Grief Under Eternity
In the days and weeks to come, all the “at leasts” try to settle in and make their peace. “At least I know I can have a baby.” “At least I can try to have more babies.” “At least I have a husband.” “At least I have other kids.” “At least I don’t have chronic illness, or cancer, or some other apparent health problem.” The list runs long. Its help is short-lived.
Because for every “at least,” ten “What ifs?” storm in. What if there is a problem? What if it’s a long-term problem? What if it’s an untreatable problem? What if I can’t have more kids? What if, two hundred or two thousand tomorrows from now, I still do not have a baby? When then?
“At least” cannot sustain women who possess eternity in their hearts (Ecclesiastes 3:11). That sense of eternity makes our miscarriages heart-wrenching. We feel in our bones that life is meant to last. Men and women were made this way. We were made like our God (Genesis 1:27).
But often it’s so hard to go to him — to him who took him or her away. Yesterday, when he had given — yesterday we ran happily to our Father and Friend. Today we may avert our eyes, stumble back, and call him only “Lord.” We may be able to declare aloud the beginning of Job 1:21: “The Lord gave, and the Lord has taken away.” But the second half we whisper, cry, or maybe even deny for a time: “Blessed be the name of the Lord.”
All the Days
However little or whatever way we say his name, this Lord promises to remain our shepherd (Psalm 23:1). Our high-pitched wails do not exasperate him, and our half-hearted prayers do not discourage his care; he will quiet us, lead us, restore us, guide us (Psalm 23:2–3). Our love for him may feel faint, near falling; his love for us saw him far more than feeble. His love for us saw him on a cross — dead.

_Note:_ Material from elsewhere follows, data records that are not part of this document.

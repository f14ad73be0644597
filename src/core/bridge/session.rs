//! Per-call session state.

use std::sync::atomic::{AtomicBool, AtomicU64, Ordering};
use std::time::Instant;

use parking_lot::RwLock;
use tracing::warn;

use super::types::ConnectionInfo;
use crate::core::evi::EviConnection;

/// Engine-assigned identifiers for a session's chat.
#[derive(Debug, Clone, PartialEq, Eq)]
pub struct ChatIds {
    /// Chat ID for this session.
    pub chat_id: String,
    /// Chat group ID for resuming conversations.
    pub chat_group_id: String,
}

/// One active bridge between a call and the engine.
///
/// The session exclusively owns its connection; teardown in the service is
/// the only place that closes it. Counters only grow until teardown, and the
/// activity flag flips to false exactly once.
#[derive(Debug)]
pub struct CallSession {
    call_id: String,
    connection: EviConnection,
    config_id: Option<String>,
    started_at: Instant,
    audio_frames_in: AtomicU64,
    audio_frames_out: AtomicU64,
    transcript_events: AtomicU64,
    active: AtomicBool,
    chat_ids: RwLock<Option<ChatIds>>,
}

impl CallSession {
    /// Create a session around a freshly opened connection.
    pub fn new(call_id: String, connection: EviConnection, config_id: Option<String>) -> Self {
        Self {
            call_id,
            connection,
            config_id,
            started_at: Instant::now(),
            audio_frames_in: AtomicU64::new(0),
            audio_frames_out: AtomicU64::new(0),
            transcript_events: AtomicU64::new(0),
            active: AtomicBool::new(true),
            chat_ids: RwLock::new(None),
        }
    }

    /// The call identifier this session is keyed by.
    pub fn call_id(&self) -> &str {
        &self.call_id
    }

    /// The session's connection handle.
    pub fn connection(&self) -> &EviConnection {
        &self.connection
    }

    /// True while the session is usable.
    pub fn is_active(&self) -> bool {
        self.active.load(Ordering::Acquire)
    }

    /// Flip the activity flag. Returns true for the caller that actually
    /// performed the transition, so teardown runs exactly once even when a
    /// peer close races an explicit end.
    pub fn deactivate(&self) -> bool {
        self.active.swap(false, Ordering::AcqRel)
    }

    /// Record engine chat identifiers; first occurrence wins.
    pub fn record_chat_metadata(&self, chat_id: String, chat_group_id: String) {
        let mut guard = self.chat_ids.write();
        if let Some(existing) = guard.as_ref() {
            warn!(
                call_id = %self.call_id,
                recorded = %existing.chat_id,
                repeated = %chat_id,
                "Ignoring repeated chat metadata"
            );
            return;
        }
        *guard = Some(ChatIds {
            chat_id,
            chat_group_id,
        });
    }

    /// Engine chat identifiers, once metadata has arrived.
    pub fn chat_ids(&self) -> Option<ChatIds> {
        self.chat_ids.read().clone()
    }

    pub fn record_audio_in(&self) {
        self.audio_frames_in.fetch_add(1, Ordering::Relaxed);
    }

    pub fn record_audio_out(&self) {
        self.audio_frames_out.fetch_add(1, Ordering::Relaxed);
    }

    pub fn record_transcript(&self) {
        self.transcript_events.fetch_add(1, Ordering::Relaxed);
    }

    /// Point-in-time snapshot for diagnostics.
    pub fn info(&self) -> ConnectionInfo {
        let chat_ids = self.chat_ids();
        ConnectionInfo {
            call_id: self.call_id.clone(),
            duration_ms: self.started_at.elapsed().as_millis() as u64,
            audio_frames_in: self.audio_frames_in.load(Ordering::Relaxed),
            audio_frames_out: self.audio_frames_out.load(Ordering::Relaxed),
            transcript_events: self.transcript_events.load(Ordering::Relaxed),
            active: self.is_active(),
            chat_id: chat_ids.as_ref().map(|c| c.chat_id.clone()),
            chat_group_id: chat_ids.map(|c| c.chat_group_id),
            config_id: self.config_id.clone(),
        }
    }
}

This crucified Shepherd knows the color of bright red blood. He knows abdominal pain and a wound infinitely sharper than what we feel in our womb — the pain of “My God, my God, why have you forsaken me?” (Matthew 27:46). And his Father knows the pain of losing a Child:
God so loved the world, that he gave his only Son, that whoever believes in him should not perish but have eternal life. (John 3:16)
He who did not spare his own Son but gave him up for us all, how will he not also with him graciously give us all things? (Romans 8:32)
The Father who loved not only his Son but me, the Father who did not spare his own Son but gave him up to die so that we might live — this is our God.
It is because of these promises that I know, even right now, that this Father and Son, reigning in heaven, are not laughing at me. They do not laugh at mothers who miscarry, as if our lives were some kind of elected yet cruel joke. No, they are working “all things” (Romans 8:28), yesterday and today, to assure us who believe that
goodness and mercy shall follow me
all the days of my life,
and I shall dwell in the house of the Lord
forever. (Psalm 23:6)
Yesterday this was true, today this is true, and tomorrow this will be true. Perhaps, one day, we will sit in the new heavens and new earth, every lost child now found and crowded around us, and we will rejoice in this truth without tears — finally.
As We Wait
Until then, God welcomes a mother’s joy and sorrow (2 Corinthians 6:10). He draws near to, not away from, the mother who says to the Lord, “I believe; help my unbelief!” (Mark 9:24). His presence alone allows mothers to look past, present, and future in the eyes and say, “I will fear no evil” (Psalm 23:4), even as we grieve this valley of death.
Then we pray, every day, that on the other side of this valley are more babies, living and breathing babies, babies with birthdays and birth weights and birth certificates. But we do not dwell on what we cannot control. We dwell on the God who promises always to dwell with us. And we will be okay.